August days spent watching her prepare her room for new kids are always some of my favorite days of the year.

She whips around her room organizing and decorating, completely in her element.

This year feels different. She is moving slower and sighing often. Instead of her finding new ways to decorate and bring joy to her classroom, we are removing the cozy couches and collaborative tables, and measuring socially distanced sit-spots instead.

For the first time, it feels like joy is being removed, and that is bringing pain to this kindergarten teacher’s soul.

The stress of imagining a new way of teaching while carrying the weight of the responsibility for her kids’ safety is visible on her face.

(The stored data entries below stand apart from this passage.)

impl Subst {
  /// Returns a fresh meta variable with no restrictions.
  pub fn fresh(&mut self, rank: u32) -> Ty {
    self.fresh_kind(Unsolved { rank, ..Unsolved::default() })
  }

  /// Returns a fresh meta variable with the given restrictions.
  pub fn fresh_kind(&mut self, kind: Unsolved) -> Ty {
    let mv = MetaVar(u32::try_from(self.entries.len()).unwrap_or(u32::MAX));
    self.entries.push(Entry::Unsolved(kind));
    Ty::MetaVar(mv)
  }

  /// Returns a fresh meta variable restricted to the overload.
  pub fn fresh_overload(&mut self, rank: u32, overload: Overload) -> Ty {
    self.fresh_kind(Unsolved { rank, overload: Some(overload), ..Unsolved::default() })
  }

  /// Returns the info for an unsolved meta variable, or `None` if it is solved.
  #[must_use]
  pub fn unsolved(&self, mv: MetaVar) -> Option<&Unsolved> {
    match self.entries.get(mv.0 as usize)? {
      Entry::Solved(_) => None,
      Entry::Unsolved(u) => Some(u),
    }
  }

  fn unsolved_mut(&mut self, mv: MetaVar) -> Option<&mut Unsolved> {
    match self.entries.get_mut(mv.0 as usize)? {
      Entry::Solved(_) => None,
      Entry::Unsolved(u) => Some(u),
    }
  }

  /// Solves `mv` with `ty` without any checks. Used for defaulting.
  pub fn set_solved(&mut self, mv: MetaVar, ty: Ty) {
    if let Some(entry) = self.entries.get_mut(mv.0 as usize) {
      *entry = Entry::Solved(ty);
    }
  }

  /// Resolves solved meta variables at the top of the type only.
  #[must_use]
  pub fn shallow(&self, ty: &Ty) -> Ty {
    let mut ty = ty;
    while let Ty::MetaVar(mv) = ty {
      match self.entries.get(mv.0 as usize) {
        Some(Entry::Solved(t)) => ty = t,
        Some(Entry::Unsolved(_)) | None => break,
      }
    }
    ty.clone()
  }

  /// Resolves all solved meta variables in the type.
  #[must_use]
  pub fn apply(&self, ty: &Ty) -> Ty {
    match self.shallow(ty) {
      ty @ (Ty::BoundVar(_) | Ty::MetaVar(_) | Ty::FixedVar(_)) => ty,
      Ty::Record(rows) => {
        Ty::Record(rows.iter().map(|(lab, ty)| (lab.clone(), self.apply(ty))).collect())
      }
      Ty::Con(args, tc) => Ty::Con(args.iter().map(|ty| self.apply(ty)).collect(), tc),
      Ty::Fn(param, res) => Ty::fun(self.apply(&param), self.apply(&res)),
    }
  }

  /// Resolves all solved meta variables in the scheme.
  #[must_use]
  pub fn apply_scheme(&self, scheme: &TyScheme) -> TyScheme {
    TyScheme { bound: scheme.bound.clone(), overload: scheme.overload, ty: self.apply(&scheme.ty) }
  }

  /// Unifies `want` and `got`.
  ///
  /// # Errors
  ///
  /// If they could not be unified. The substitution may be partially updated.
  pub fn unify(&mut self, cx: &UnifyCx<'_>, want: &Ty, got: &Ty) -> Result<(), UnifyError> {
    let want = self.shallow(want);
    let got = self.shallow(got);
    match (&want, &got) {
      (Ty::MetaVar(a), Ty::MetaVar(b)) if a == b => Ok(()),
      (Ty::MetaVar(mv), other) | (other, Ty::MetaVar(mv)) => self.solve(cx, *mv, other.clone()),
      (Ty::FixedVar(a), Ty::FixedVar(b)) if a == b => Ok(()),
      (Ty::BoundVar(a), Ty::BoundVar(b)) if a == b => Ok(()),
      (Ty::Record(want_rows), Ty::Record(got_rows)) => {
        if want_rows.len() != got_rows.len() || want_rows.keys().ne(got_rows.keys()) {
          return Err(UnifyError::Mismatch(want.clone(), got.clone()));
        }
        for (want, got) in want_rows.values().zip(got_rows.values()) {
          self.unify(cx, want, got)?;
        }
        Ok(())
      }
      (Ty::Con(want_args, want_tc), Ty::Con(got_args, got_tc)) => {
        if want_tc != got_tc || want_args.len() != got_args.len() {
          return Err(UnifyError::Mismatch(want.clone(), got.clone()));
        }
        for (want, got) in want_args.iter().zip(got_args) {
          self.unify(cx, want, got)?;
        }
        Ok(())
      }
      (Ty::Fn(want_param, want_res), Ty::Fn(got_param, got_res)) => {
        self.unify(cx, want_param, got_param)?;
        self.unify(cx, want_res, got_res)
      }
      _ => Err(UnifyError::Mismatch(want.clone(), got.clone())),
    }
  }

  /// solves the unsolved `mv` with `ty`, which is shallowly resolved and not `mv`.
  fn solve(&mut self, cx: &UnifyCx<'_>, mv: MetaVar, ty: Ty) -> Result<(), UnifyError> {
    let Some(u) = self.unsolved(mv).cloned() else {
      unreachable!("solve a solved meta var")
    };
    if let Ty::MetaVar(other) = ty {
      return self.merge(cx, mv, u, other);
    }
    if self.occurs(mv, &ty) {
      cov_mark::hit("circularity");
      return Err(UnifyError::Circularity(mv, ty));
    }
    self.lower_ranks(&ty, u.rank);
    self.set_solved(mv, ty.clone());
    if u.equality {
      self.make_equality(cx, &ty)?;
    }
    if let Some(ov) = u.overload {
      let is_member = match &ty {
        Ty::Con(args, tc) if args.is_empty() => {
          Basic::from_ty_con(tc).is_some_and(|b| ov.contains(b))
        }
        _ => false,
      };
      if !is_member {
        return Err(UnifyError::NotOverload(ov, ty));
      }
    }
    if let Some(rows) = u.record {
      let Ty::Record(got_rows) = &ty else {
        return Err(UnifyError::Mismatch(Ty::Record(rows), ty));
      };
      for (lab, want) in &rows {
        match got_rows.get(lab) {
          Some(got) => self.unify(cx, want, got)?,
          None => return Err(UnifyError::MissingRow(lab.clone(), ty.clone())),
        }
      }
    }
    Ok(())
  }

  /// merges the knowledge about unsolved `mv` into unsolved `other`, then solves `mv` with `other`.
  fn merge(
    &mut self,
    cx: &UnifyCx<'_>,
    mv: MetaVar,
    u: Unsolved,
    other: MetaVar,
  ) -> Result<(), UnifyError> {
    let Some(o) = self.unsolved(other).cloned() else {
      unreachable!("merge with a solved meta var")
    };
    let equality = u.equality || o.equality;
    let mut overload = match (u.overload, o.overload) {
      (Some(a), Some(b)) => match a.intersect(b) {
        Some(x) => Some(x),
        None => return Err(UnifyError::Mismatch(Ty::MetaVar(mv), Ty::MetaVar(other))),
      },
      (a, b) => a.or(b),
    };
    if equality {
      if let Some(ov) = overload {
        match ov.equality(cx.real_equality) {
          Some(x) => overload = Some(x),
          None => return Err(UnifyError::NotEquality(Ty::MetaVar(mv))),
        }
      }
    }
    let mut common = Vec::<(Ty, Ty)>::new();
    let record = match (u.record, o.record) {
      (Some(mut a), Some(b)) => {
        for (lab, ty) in b {
          match a.get(&lab) {
            Some(t) => common.push((t.clone(), ty)),
            None => {
              a.insert(lab, ty);
            }
          }
        }
        Some(a)
      }
      (a, b) => a.or(b),
    };
    if record.is_some() && overload.is_some() {
      return Err(UnifyError::Mismatch(Ty::MetaVar(mv), Ty::MetaVar(other)));
    }
    let rank = u.rank.min(o.rank);
    let record_tys: Vec<Ty> = match (&record, equality) {
      (Some(rows), true) => rows.values().cloned().collect(),
      _ => Vec::new(),
    };
    if let Some(entry) = self.unsolved_mut(other) {
      *entry = Unsolved { rank, equality, overload, record };
    }
    self.set_solved(mv, Ty::MetaVar(other));
    for (a, b) in common {
      self.unify(cx, &a, &b)?;
    }
    for ty in record_tys {
      self.make_equality(cx, &ty)?;
    }
    Ok(())
  }

  /// Requires that `ty` admit equality.
  ///
  /// # Errors
  ///
  /// If it cannot.
  pub fn make_equality(&mut self, cx: &UnifyCx<'_>, ty: &Ty) -> Result<(), UnifyError> {
    match self.shallow(ty) {
      Ty::BoundVar(_) => Ok(()),
      Ty::MetaVar(mv) => {
        let Some(u) = self.unsolved_mut(mv) else { return Ok(()) };
        u.equality = true;
        if let Some(ov) = u.overload {
          match ov.equality(cx.real_equality) {
            Some(x) => u.overload = Some(x),
            None => return Err(UnifyError::NotEquality(Ty::MetaVar(mv))),
          }
        }
        let rows: Vec<Ty> = u.record.iter().flat_map(|rows| rows.values().cloned()).collect();
        for ty in rows {
          self.make_equality(cx, &ty)?;
        }
        Ok(())
      }
      Ty::FixedVar(fv) => {
        if fv.is_equality() {
          Ok(())
        } else {
          Err(UnifyError::NotEquality(Ty::FixedVar(fv)))
        }
      }
      Ty::Record(rows) => {
        for ty in rows.values() {
          self.make_equality(cx, ty)?;
        }
        Ok(())
      }
      Ty::Con(args, tc) => match (cx.equality)(&tc) {
        Equality::Always => Ok(()),
        Equality::Never => Err(UnifyError::NotEquality(Ty::Con(args, tc))),
        Equality::IfArgs => {
          for ty in &args {
            self.make_equality(cx, ty)?;
          }
          Ok(())
        }
      },
      ty @ Ty::Fn(..) => Err(UnifyError::NotEquality(ty)),
    }
  }

  fn occurs(&self, mv: MetaVar, ty: &Ty) -> bool {
    match self.shallow(ty) {
      Ty::MetaVar(other) => {
        mv == other
          || self
            .unsolved(other)
            .and_then(|u| u.record.as_ref())
            .is_some_and(|rows| rows.values().any(|ty| self.occurs(mv, ty)))
      }
      Ty::BoundVar(_) | Ty::FixedVar(_) => false,
      Ty::Record(rows) => rows.values().any(|ty| self.occurs(mv, ty)),
      Ty::Con(args, _) => args.iter().any(|ty| self.occurs(mv, ty)),
      Ty::Fn(param, res) => self.occurs(mv, &param) || self.occurs(mv, &res),
    }
  }

  /// Lowers the rank of every unsolved meta variable in `ty` to at most `rank`.
  pub fn lower_ranks(&mut self, ty: &Ty, rank: u32) {
    for mv in self.meta_vars(ty) {
      if let Some(u) = self.unsolved_mut(mv) {
        u.rank = u.rank.min(rank);
      }
    }
  }

  /// Returns the unsolved meta variables in `ty`, in order of first appearance.
  #[must_use]
  pub fn meta_vars(&self, ty: &Ty) -> Vec<MetaVar> {
    let mut ret = Vec::new();
    self.meta_vars_(ty, &mut ret);
    ret
  }

  fn meta_vars_(&self, ty: &Ty, ac: &mut Vec<MetaVar>) {
    match self.shallow(ty) {
      Ty::MetaVar(mv) => {
        if !ac.contains(&mv) {
          ac.push(mv);
          if let Some(rows) = self.unsolved(mv).and_then(|u| u.record.as_ref()) {
            for ty in rows.values() {
              self.meta_vars_(ty, ac);
            }
          }
        }
      }
      Ty::BoundVar(_) | Ty::FixedVar(_) => {}
      Ty::Record(rows) => {
        for ty in rows.values() {
          self.meta_vars_(ty, ac);
        }
      }
      Ty::Con(args, _) => {
        for ty in &args {
          self.meta_vars_(ty, ac);
        }
      }
      Ty::Fn(param, res) => {
        self.meta_vars_(&param, ac);
        self.meta_vars_(&res, ac);
      }
    }
  }

  /// Solves every overloaded meta variable in `ty` with its default type.
  pub fn default_overloads(&mut self, ty: &Ty) {
    for mv in self.meta_vars(ty) {
      if let Some(ov) = self.unsolved(mv).and_then(|u| u.overload) {
        cov_mark::hit("default_overload");
        self.set_solved(mv, ov.default().ty_con().into_ty());
      }
    }
  }

  /// Generalizes `ty` into a scheme, binding the meta variables with rank greater than `rank`
  /// and the given fixed variables. Overloaded meta variables that would be bound are defaulted
  /// instead.
  ///
  /// # Errors
  ///
  /// If a record meta variable would be bound.
  pub fn generalize(
    &mut self,
    ty: &Ty,
    rank: u32,
    fixed: &[FixedVar],
  ) -> Result<TyScheme, GeneralizeError> {
    for mv in self.meta_vars(ty) {
      let Some(u) = self.unsolved(mv) else { continue };
      if u.rank <= rank {
        continue;
      }
      if let Some(ov) = u.overload {
        cov_mark::hit("default_overload");
        self.set_solved(mv, ov.default().ty_con().into_ty());
      } else if let Some(rows) = &u.record {
        return Err(GeneralizeError::UnresolvedRecord(rows.clone()));
      }
    }
    let ty = self.apply(ty);
    let mut g = Generalizer {
      subst: self,
      rank,
      fixed,
      bound: Vec::new(),
      metas: FxHashMap::default(),
      fixed_idx: FxHashMap::default(),
    };
    let ty = g.go(&ty);
    Ok(TyScheme { bound: g.bound, overload: None, ty })
  }

  /// Instantiates the scheme with fresh meta variables.
  pub fn instantiate(&mut self, scheme: &TyScheme, rank: u32) -> Ty {
    let args: Vec<_> = scheme
      .bound
      .iter()
      .map(|&equality| {
        self.fresh_kind(Unsolved { rank, equality, overload: scheme.overload, record: None })
      })
      .collect();
    scheme.ty.apply_bv(&args)
  }
}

I know my wife and all teachers will find new ways to bring joy to their classrooms and their students, but don’t underestimate the emotional lift that will require.

RELATED: Teachers Don’t Know How to Feel About Going Back to School Either

As governors proclaim, and school boards vote, teachers will ultimately be the ones carrying the weight.

We talk about teachers as superheroes, but they are humans too. Humans that will rise to this occasion, but deserve a lot better.

This post originally appeared on the author’s Facebook page.

 

Leland Schipper

Leland Schipper is a passionate high school math teacher in Des Moines, Iowa. He is married to an extremely dedicated Kindergarten Teacher. Together they spend their time outside of the classroom raising their son to find joy in learning and the pursuit of a more just world.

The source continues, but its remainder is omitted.